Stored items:
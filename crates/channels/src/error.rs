use std::error::Error as StdError;

/// Crate-wide result type for channel operations.
pub type Result<T> = std::result::Result<T, Error>;

/// Typed channel errors shared across channel traits.
#[derive(Debug, thiserror::Error)]
pub enum Error {
    /// Input payload or parameter is invalid.
    #[error("invalid channel input: {message}")]
    InvalidInput { message: String },

    /// The outbound limit cannot hold a single character next to the part suffix.
    #[error("chunk limit {limit} too small, need at least {needed}")]
    LimitTooSmall { limit: usize, needed: usize },

    /// Operation is currently unavailable (not configured/ready).
    #[error("channel operation unavailable: {message}")]
    Unavailable { message: String },

    /// Wrapped source error from an external dependency.
    #[error("channel operation failed: {context}: {source}")]
    External {
        context: String,
        #[source]
        source: Box<dyn StdError + Send + Sync>,
    },
}

impl Error {
    #[must_use]
    pub fn invalid_input(message: impl std::fmt::Display) -> Self {
        Self::InvalidInput {
            message: message.to_string(),
        }
    }

    #[must_use]
    pub fn unavailable(message: impl std::fmt::Display) -> Self {
        Self::Unavailable {
            message: message.to_string(),
        }
    }

    #[must_use]
    pub fn external(
        context: impl Into<String>,
        source: impl StdError + Send + Sync + 'static,
    ) -> Self {
        Self::External {
            context: context.into(),
            source: Box::new(source),
        }
    }
}
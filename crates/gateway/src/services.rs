//! Wires collaborators from [`LexlinkerConfig`].

use std::{path::Path, sync::Arc};

use {
    lexlinker_agents::{
        AgentExecutor, BackoffCaller, Guardrail, GuardrailKind, ModelGuardrail, NoopGuardrail,
        RetryPolicy, VariantRegistry, providers::OpenAiExecutor,
    },
    lexlinker_channels::ChannelOutbound,
    lexlinker_chat::Orchestrator,
    lexlinker_config::{ClassifierKind, LexlinkerConfig},
    lexlinker_routing::{Classifier, KeywordClassifier, ModelClassifier, Router, SlotDetector},
    lexlinker_sessions::{HistoryStore, JsonlHistoryStore},
    lexlinker_whatsapp::{TwilioAccount, TwilioOutbound},
    secrecy::Secret,
    tracing::{info, warn},
};

use crate::state::GatewayState;

/// The OpenAI-compatible engine, or one that fails every call with an auth
/// error when no key is configured.
pub fn build_executor(config: &LexlinkerConfig) -> Arc<dyn AgentExecutor> {
    let key = match &config.provider.api_key {
        Some(key) => key.clone(),
        None => {
            warn!("no provider API key configured, engine calls will fail");
            Secret::new(String::new())
        },
    };
    Arc::new(OpenAiExecutor::new(
        key,
        config.provider.model.clone(),
        config.provider.base_url.clone(),
    ))
}

/// History store rooted at `<data_dir>/conversations`.
pub fn build_store(config: &LexlinkerConfig, data_dir: &Path) -> Arc<JsonlHistoryStore> {
    Arc::new(JsonlHistoryStore::new(
        data_dir.join("conversations"),
        config.history.limit,
    ))
}

pub fn build_router(
    config: &LexlinkerConfig,
    executor: Arc<dyn AgentExecutor>,
) -> anyhow::Result<Router> {
    let mut registry = VariantRegistry::builtin();
    registry.set_default_model(&config.provider.model);
    let classifier: Arc<dyn Classifier> = match config.routing.classifier {
        ClassifierKind::Keyword => Arc::new(KeywordClassifier::builtin()?),
        ClassifierKind::Model => Arc::new(ModelClassifier::new(
            executor,
            &registry,
            config.routing.triage_model.clone(),
        )),
    };
    Ok(Router::new(
        Arc::new(registry),
        classifier,
        SlotDetector::builtin()?,
    ))
}

fn build_guardrail(
    enabled: bool,
    executor: &Arc<dyn AgentExecutor>,
    kind: GuardrailKind,
    model: Option<String>,
) -> Arc<dyn Guardrail> {
    if enabled {
        Arc::new(ModelGuardrail::new(Arc::clone(executor), kind, model))
    } else {
        Arc::new(NoopGuardrail)
    }
}

/// Orchestrator over `store` with routing, retry policy and guardrails from
/// `config`.
pub fn build_orchestrator(
    config: &LexlinkerConfig,
    store: Arc<dyn HistoryStore>,
    executor: Arc<dyn AgentExecutor>,
) -> anyhow::Result<Orchestrator> {
    let router = build_router(config, Arc::clone(&executor))?;
    let policy = RetryPolicy::new(config.retry.max_attempts, config.retry.initial_delay());
    let input = build_guardrail(
        config.guardrails.input,
        &executor,
        GuardrailKind::Moderation,
        config.guardrails.model.clone(),
    );
    let output = build_guardrail(
        config.guardrails.output,
        &executor,
        GuardrailKind::Disclaimer,
        config.guardrails.model.clone(),
    );

    let caller = BackoffCaller::new(executor, policy);
    let mut orchestrator =
        Orchestrator::new(store, Arc::new(router), caller).with_guardrails(input, output);
    if let Some(preamble) = &config.routing.preamble {
        orchestrator = orchestrator.with_preamble(preamble.clone());
    }
    Ok(orchestrator)
}

/// Twilio transport, when its credentials are complete.
pub fn build_outbound(config: &LexlinkerConfig) -> Option<Arc<dyn ChannelOutbound>> {
    let twilio = &config.twilio;
    if !twilio.is_configured() {
        return None;
    }
    let (Some(sid), Some(token), Some(from)) = (
        twilio.account_sid.clone(),
        twilio.auth_token.clone(),
        twilio.phone_number.clone(),
    ) else {
        return None;
    };
    let account = TwilioAccount::new(sid, token, from).with_api_base(twilio.api_base.clone());
    Some(Arc::new(TwilioOutbound::new(account)))
}

/// Everything the HTTP surface needs.
pub fn build_state(config: &LexlinkerConfig, data_dir: &Path) -> anyhow::Result<Arc<GatewayState>> {
    let executor = build_executor(config);
    let store = build_store(config, data_dir);
    info!(
        dir = %store.base_dir().display(),
        history_limit = store.history_limit(),
        "conversation store ready"
    );
    let orchestrator = build_orchestrator(config, store, executor)?;
    let outbound = build_outbound(config);
    if outbound.is_none() {
        info!("twilio not configured, long replies will be returned inline");
    }
    Ok(GatewayState::with_options(
        orchestrator,
        outbound,
        config.outbound.chunk_limit,
        config.server.debug_routes,
    ))
}
//! Split oversized replies into labelled parts.
//!
//! Lengths are counted in `char`s and cuts land on `char` boundaries only, so
//! a multi-byte UTF-8 sequence is never split. Every part body has the same
//! capacity (`limit - suffix_len(total)`), which makes the split a pure
//! function of `(text, limit)`: the part count is
//! `ceil(len / (limit - suffix_len(total)))`.

use crate::{Error, Result};

/// Default per-message limit of the outbound transport.
pub const DEFAULT_CHUNK_LIMIT: usize = 1500;

/// One part of a split reply.
#[derive(Debug, Clone, PartialEq, Eq)]
pub struct Chunk {
    /// 1-based position.
    pub index: usize,
    pub total: usize,
    /// Slice of the original text carried by this part.
    pub body: String,
}

impl Chunk {
    /// Wire text: the body plus the part suffix when there is more than one part.
    #[must_use]
    pub fn render(&self) -> String {
        if self.total > 1 {
            format!("{}{}", self.body, part_suffix(self.index, self.total))
        } else {
            self.body.clone()
        }
    }
}

#[must_use]
pub fn part_suffix(index: usize, total: usize) -> String {
    format!("\n(Part {index}/{total})")
}

/// Length of the widest suffix for `total` parts.
#[must_use]
pub fn suffix_len(total: usize) -> usize {
    part_suffix(total, total).chars().count()
}

fn digits(n: usize) -> usize {
    n.to_string().len()
}

/// Number of parts for a text of `len` chars, or `LimitTooSmall`.
///
/// Widening the suffix can only raise the count, so this iterates until the
/// digit width of the count stops changing.
fn part_count(len: usize, limit: usize) -> Result<usize> {
    if len <= limit {
        return Ok(1);
    }
    let mut total = 2;
    loop {
        let suffix = suffix_len(total);
        if limit <= suffix {
            return Err(Error::LimitTooSmall {
                limit,
                needed: suffix + 1,
            });
        }
        let capacity = limit - suffix;
        let count = len.div_ceil(capacity);
        if digits(count) <= digits(total) {
            return Ok(count);
        }
        total = count;
    }
}

/// Split `text` into parts of at most `limit` chars each, suffix included.
pub fn split_chunks(text: &str, limit: usize) -> Result<Vec<Chunk>> {
    let len = text.chars().count();
    let total = part_count(len, limit)?;
    if total == 1 {
        return Ok(vec![Chunk {
            index: 1,
            total: 1,
            body: text.to_string(),
        }]);
    }

    let capacity = limit - suffix_len(total);
    let mut chunks = Vec::with_capacity(total);
    let mut start = 0;
    let mut taken = 0;
    for (pos, (byte_idx, _)) in text.char_indices().enumerate() {
        if pos > 0 && pos % capacity == 0 {
            chunks.push(Chunk {
                index: chunks.len() + 1,
                total,
                body: text[start..byte_idx].to_string(),
            });
            start = byte_idx;
        }
        taken = pos + 1;
    }
    if taken > 0 {
        chunks.push(Chunk {
            index: chunks.len() + 1,
            total,
            body: text[start..].to_string(),
        });
    }
    Ok(chunks)
}

/// Rendered parts of `text`, in delivery order.
pub fn split(text: &str, limit: usize) -> Result<Vec<String>> {
    Ok(split_chunks(text, limit)?
        .iter()
        .map(Chunk::render)
        .collect())
}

Task to carry out:
Repeat precisely the lines of the data starting at the one containing "let len = text.chars().count();", last line included.

Written response:
    let len = text.chars().count();
    let total = part_count(len, limit)?;
    if total == 1 {
        return Ok(vec![Chunk {
            index: 1,
            total: 1,
            body: text.to_string(),
        }]);
    }

    let capacity = limit - suffix_len(total);
    let mut chunks = Vec::with_capacity(total);
    let mut start = 0;
    let mut taken = 0;
    for (pos, (byte_idx, _)) in text.char_indices().enumerate() {
        if pos > 0 && pos % capacity == 0 {
            chunks.push(Chunk {
                index: chunks.len() + 1,
                total,
                body: text[start..byte_idx].to_string(),
            });
            start = byte_idx;
        }
        taken = pos + 1;
    }
    if taken > 0 {
        chunks.push(Chunk {
            index: chunks.len() + 1,
            total,
            body: text[start..].to_string(),
        });
    }
    Ok(chunks)
}

/// Rendered parts of `text`, in delivery order.
pub fn split(text: &str, limit: usize) -> Result<Vec<String>> {
    Ok(split_chunks(text, limit)?
        .iter()
        .map(Chunk::render)
        .collect())
}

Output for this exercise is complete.